═══ Data for this task

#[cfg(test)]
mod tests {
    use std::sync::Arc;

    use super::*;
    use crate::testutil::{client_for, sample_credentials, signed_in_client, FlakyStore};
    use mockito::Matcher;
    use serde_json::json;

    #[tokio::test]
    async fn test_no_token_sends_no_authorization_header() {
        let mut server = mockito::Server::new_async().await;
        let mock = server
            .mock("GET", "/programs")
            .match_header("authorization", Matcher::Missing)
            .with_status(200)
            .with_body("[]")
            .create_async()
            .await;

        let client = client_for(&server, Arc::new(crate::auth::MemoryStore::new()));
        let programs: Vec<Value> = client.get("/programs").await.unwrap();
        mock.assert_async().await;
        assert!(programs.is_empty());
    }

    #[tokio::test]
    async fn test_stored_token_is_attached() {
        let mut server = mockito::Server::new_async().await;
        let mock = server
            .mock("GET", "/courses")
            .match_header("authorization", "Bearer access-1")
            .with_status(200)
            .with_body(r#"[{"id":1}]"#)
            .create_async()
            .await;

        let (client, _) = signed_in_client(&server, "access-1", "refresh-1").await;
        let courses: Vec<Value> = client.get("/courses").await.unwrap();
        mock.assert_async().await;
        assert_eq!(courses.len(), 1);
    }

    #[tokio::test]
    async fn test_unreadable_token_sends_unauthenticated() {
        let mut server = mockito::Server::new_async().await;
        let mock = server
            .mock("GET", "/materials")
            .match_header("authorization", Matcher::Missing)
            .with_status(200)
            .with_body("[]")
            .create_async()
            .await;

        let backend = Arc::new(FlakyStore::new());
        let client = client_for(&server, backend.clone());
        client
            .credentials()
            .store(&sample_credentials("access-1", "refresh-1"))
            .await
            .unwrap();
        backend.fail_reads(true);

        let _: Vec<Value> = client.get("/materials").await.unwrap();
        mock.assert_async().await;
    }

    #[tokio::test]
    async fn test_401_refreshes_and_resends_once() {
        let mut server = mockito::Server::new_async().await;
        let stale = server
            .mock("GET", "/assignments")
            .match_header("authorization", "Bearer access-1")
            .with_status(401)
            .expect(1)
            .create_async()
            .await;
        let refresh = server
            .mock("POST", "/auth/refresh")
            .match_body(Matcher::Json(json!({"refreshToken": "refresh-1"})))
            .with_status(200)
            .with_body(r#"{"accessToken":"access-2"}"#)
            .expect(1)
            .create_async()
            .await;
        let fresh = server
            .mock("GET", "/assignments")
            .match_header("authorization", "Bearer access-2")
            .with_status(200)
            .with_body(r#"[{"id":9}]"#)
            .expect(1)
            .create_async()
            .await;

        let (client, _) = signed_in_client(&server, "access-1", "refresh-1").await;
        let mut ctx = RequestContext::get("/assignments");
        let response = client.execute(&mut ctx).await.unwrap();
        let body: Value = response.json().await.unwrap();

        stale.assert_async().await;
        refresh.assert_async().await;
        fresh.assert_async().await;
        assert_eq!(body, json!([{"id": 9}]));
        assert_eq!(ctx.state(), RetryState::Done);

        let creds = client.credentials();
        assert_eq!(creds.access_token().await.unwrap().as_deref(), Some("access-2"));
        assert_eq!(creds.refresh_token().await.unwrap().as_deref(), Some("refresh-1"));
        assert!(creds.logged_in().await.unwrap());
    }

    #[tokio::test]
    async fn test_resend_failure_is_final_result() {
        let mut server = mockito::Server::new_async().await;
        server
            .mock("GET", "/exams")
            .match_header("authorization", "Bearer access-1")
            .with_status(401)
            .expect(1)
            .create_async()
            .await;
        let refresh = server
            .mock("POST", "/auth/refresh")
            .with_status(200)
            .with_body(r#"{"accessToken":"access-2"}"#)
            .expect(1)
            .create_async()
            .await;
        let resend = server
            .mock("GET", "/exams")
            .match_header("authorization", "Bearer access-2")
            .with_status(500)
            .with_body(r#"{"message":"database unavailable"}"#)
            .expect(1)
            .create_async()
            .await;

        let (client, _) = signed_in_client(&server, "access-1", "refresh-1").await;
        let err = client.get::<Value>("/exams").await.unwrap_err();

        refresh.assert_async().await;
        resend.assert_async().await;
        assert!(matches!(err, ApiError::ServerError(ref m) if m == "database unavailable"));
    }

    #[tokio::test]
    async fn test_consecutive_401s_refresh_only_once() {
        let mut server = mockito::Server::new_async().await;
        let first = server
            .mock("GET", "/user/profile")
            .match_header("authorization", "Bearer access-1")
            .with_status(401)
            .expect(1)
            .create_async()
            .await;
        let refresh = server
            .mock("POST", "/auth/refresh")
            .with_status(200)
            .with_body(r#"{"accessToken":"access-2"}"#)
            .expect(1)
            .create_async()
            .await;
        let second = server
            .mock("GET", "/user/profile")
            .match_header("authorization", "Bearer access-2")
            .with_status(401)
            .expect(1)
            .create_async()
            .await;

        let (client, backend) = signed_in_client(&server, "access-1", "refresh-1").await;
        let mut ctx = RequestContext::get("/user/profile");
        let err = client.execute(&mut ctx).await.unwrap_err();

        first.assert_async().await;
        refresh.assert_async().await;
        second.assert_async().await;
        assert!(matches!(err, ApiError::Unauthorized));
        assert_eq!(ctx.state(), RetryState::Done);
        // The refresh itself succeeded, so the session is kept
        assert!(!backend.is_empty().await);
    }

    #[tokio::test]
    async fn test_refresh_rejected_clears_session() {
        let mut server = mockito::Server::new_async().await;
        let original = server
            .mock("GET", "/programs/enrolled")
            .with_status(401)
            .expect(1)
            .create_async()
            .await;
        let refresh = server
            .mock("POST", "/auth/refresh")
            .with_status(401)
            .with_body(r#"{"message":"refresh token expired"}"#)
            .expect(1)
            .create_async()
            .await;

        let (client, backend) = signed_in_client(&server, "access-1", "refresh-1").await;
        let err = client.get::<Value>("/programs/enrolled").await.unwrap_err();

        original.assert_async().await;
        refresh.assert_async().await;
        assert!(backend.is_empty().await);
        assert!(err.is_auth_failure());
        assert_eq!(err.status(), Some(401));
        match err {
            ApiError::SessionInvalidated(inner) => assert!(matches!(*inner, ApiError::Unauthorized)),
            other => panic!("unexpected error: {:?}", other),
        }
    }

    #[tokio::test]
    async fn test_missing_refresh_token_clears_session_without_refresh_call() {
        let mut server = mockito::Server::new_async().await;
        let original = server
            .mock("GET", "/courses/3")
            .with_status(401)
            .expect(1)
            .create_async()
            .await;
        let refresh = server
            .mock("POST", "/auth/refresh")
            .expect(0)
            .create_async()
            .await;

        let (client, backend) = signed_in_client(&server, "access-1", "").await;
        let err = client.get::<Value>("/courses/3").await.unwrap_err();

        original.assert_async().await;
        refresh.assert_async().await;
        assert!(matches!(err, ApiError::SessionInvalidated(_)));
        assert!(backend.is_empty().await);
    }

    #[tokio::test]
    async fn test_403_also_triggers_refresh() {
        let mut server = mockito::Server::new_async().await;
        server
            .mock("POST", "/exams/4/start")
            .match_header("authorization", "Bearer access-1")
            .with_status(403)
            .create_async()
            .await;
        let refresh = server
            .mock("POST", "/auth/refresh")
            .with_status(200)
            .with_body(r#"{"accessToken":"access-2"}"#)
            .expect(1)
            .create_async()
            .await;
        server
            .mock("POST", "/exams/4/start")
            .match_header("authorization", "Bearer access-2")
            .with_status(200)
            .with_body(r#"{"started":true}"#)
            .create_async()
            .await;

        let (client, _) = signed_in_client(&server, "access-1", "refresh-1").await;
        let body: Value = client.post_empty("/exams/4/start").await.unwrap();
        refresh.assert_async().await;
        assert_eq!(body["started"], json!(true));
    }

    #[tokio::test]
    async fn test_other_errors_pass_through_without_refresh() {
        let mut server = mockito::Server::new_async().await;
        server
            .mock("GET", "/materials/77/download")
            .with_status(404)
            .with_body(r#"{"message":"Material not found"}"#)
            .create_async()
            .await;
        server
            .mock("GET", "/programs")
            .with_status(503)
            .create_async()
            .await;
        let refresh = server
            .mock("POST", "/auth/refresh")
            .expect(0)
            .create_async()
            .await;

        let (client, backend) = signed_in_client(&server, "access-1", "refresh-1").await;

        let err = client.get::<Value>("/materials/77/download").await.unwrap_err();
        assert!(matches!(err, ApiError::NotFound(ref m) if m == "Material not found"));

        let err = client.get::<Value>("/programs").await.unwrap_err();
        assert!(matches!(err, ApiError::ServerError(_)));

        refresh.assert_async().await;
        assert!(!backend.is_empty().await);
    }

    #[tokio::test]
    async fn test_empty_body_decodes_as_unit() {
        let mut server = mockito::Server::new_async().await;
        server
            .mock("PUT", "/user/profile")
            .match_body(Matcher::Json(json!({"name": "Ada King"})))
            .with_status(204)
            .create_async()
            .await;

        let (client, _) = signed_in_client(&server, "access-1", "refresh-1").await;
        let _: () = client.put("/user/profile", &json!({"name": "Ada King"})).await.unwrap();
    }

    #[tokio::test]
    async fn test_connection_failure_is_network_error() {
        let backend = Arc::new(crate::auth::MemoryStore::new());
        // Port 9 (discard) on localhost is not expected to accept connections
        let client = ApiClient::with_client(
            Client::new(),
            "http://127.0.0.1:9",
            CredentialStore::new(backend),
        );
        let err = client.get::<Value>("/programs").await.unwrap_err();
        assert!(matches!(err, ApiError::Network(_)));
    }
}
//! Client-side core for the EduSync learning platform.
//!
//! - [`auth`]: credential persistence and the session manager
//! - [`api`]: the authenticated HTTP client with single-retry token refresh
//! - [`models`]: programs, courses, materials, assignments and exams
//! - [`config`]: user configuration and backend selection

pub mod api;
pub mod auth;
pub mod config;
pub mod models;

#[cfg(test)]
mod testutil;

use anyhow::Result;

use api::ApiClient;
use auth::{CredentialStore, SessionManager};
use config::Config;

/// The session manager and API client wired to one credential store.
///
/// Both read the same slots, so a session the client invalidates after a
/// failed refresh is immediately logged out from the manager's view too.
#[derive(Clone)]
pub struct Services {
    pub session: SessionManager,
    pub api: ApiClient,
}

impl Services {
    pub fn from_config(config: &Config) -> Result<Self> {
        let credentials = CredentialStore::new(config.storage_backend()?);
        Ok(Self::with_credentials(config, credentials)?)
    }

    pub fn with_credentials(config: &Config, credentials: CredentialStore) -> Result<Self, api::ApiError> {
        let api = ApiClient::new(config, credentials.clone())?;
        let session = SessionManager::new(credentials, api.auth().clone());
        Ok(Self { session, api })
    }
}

══════

§ **Task details**
Show every line of the data that includes the string "profile".

§ **Answer for the task**
            .mock("GET", "/user/profile")
            .mock("GET", "/user/profile")
        let mut ctx = RequestContext::get("/user/profile");
            .mock("PUT", "/user/profile")
        let _: () = client.put("/user/profile", &json!({"name": "Ada King"})).await.unwrap();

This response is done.